▶ [How to complete this task]
You are asked to filter the data below and copy every line holding "PaginatorClick".

Records for the exercise below:

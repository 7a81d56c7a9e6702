//! 分页器模型
//!
//! 页码序列计算、上一页/下一页状态与点击决策。DOM 绑定在前端 crate。

use kozlony_shared::ListingPage;

/// 当前页两侧最多显示的页数
const DELTA: usize = 2;

/// 页码点击后派发的自定义事件名
pub const PAGINATOR_CHANGE_EVENT: &str = "paginatorChange";

#[derive(Debug, Clone, Copy, PartialEq, Eq)]
pub enum PageItem {
    Page(usize),
    Ellipsis,
}

/// 计算分页器显示的页码
///
/// 首页与末页总是显示；间隔超过一页时折叠为一个省略号，恰好一页时直接显示该页。
pub fn calculate_page_numbers(current: usize, total: usize) -> Vec<PageItem> {
    let total = total.max(1);
    let current = current.clamp(1, total);

    let mut items = vec![PageItem::Page(1)];

    let start = current.saturating_sub(DELTA).max(2);
    let end = (current + DELTA).min(total - 1);

    match start - 2 {
        0 => {}
        1 => items.push(PageItem::Page(2)),
        _ => items.push(PageItem::Ellipsis),
    }

    items.extend((start..=end).map(PageItem::Page));

    if total > 1 {
        let last_shown = end.max(1);
        match (total - 1).saturating_sub(last_shown) {
            0 => {}
            1 => items.push(PageItem::Page(total - 1)),
            _ => items.push(PageItem::Ellipsis),
        }
        items.push(PageItem::Page(total));
    }

    items
}

/// 页码对应的路由路径：第 1 页是 `/`
pub fn page_href(page: usize) -> String {
    if page <= 1 {
        "/".to_string()
    } else {
        format!("/page/{}", page)
    }
}

#[derive(Debug, Clone, PartialEq, Eq)]
pub enum PaginatorClick {
    /// 点击了当前页：吞掉点击，什么也不做
    Swallow,
    /// 派发 `paginatorChange` 并让路由器拦截链接
    Change { page_number: usize, href: String },
}

#[derive(Debug, Clone, Copy, PartialEq, Eq)]
pub struct PaginatorState {
    pub current_page: usize,
    pub total_pages: usize,
}

impl PaginatorState {
    pub fn new(current_page: usize, total_pages: usize) -> Self {
        let total_pages = total_pages.max(1);
        Self {
            current_page: current_page.clamp(1, total_pages),
            total_pages,
        }
    }

    pub fn from_listing(page: &ListingPage) -> Self {
        Self::new(page.current_page, page.total_pages)
    }

    pub fn items(&self) -> Vec<PageItem> {
        calculate_page_numbers(self.current_page, self.total_pages)
    }

    pub fn has_prev(&self) -> bool {
        self.current_page > 1
    }

    pub fn has_next(&self) -> bool {
        self.current_page < self.total_pages
    }

    pub fn prev_target(&self) -> Option<String> {
        self.has_prev().then(|| page_href(self.current_page - 1))
    }

    pub fn next_target(&self) -> Option<String> {
        self.has_next().then(|| page_href(self.current_page + 1))
    }

    pub fn click(&self, page: usize) -> PaginatorClick {
        if page == self.current_page {
            return PaginatorClick::Swallow;
        }
        PaginatorClick::Change {
            page_number: page,
            href: page_href(page),
        }
    }
}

End of Records for the exercise.

▶ [Task answer]
pub enum PaginatorClick {
    pub fn click(&self, page: usize) -> PaginatorClick {
            return PaginatorClick::Swallow;
        PaginatorClick::Change {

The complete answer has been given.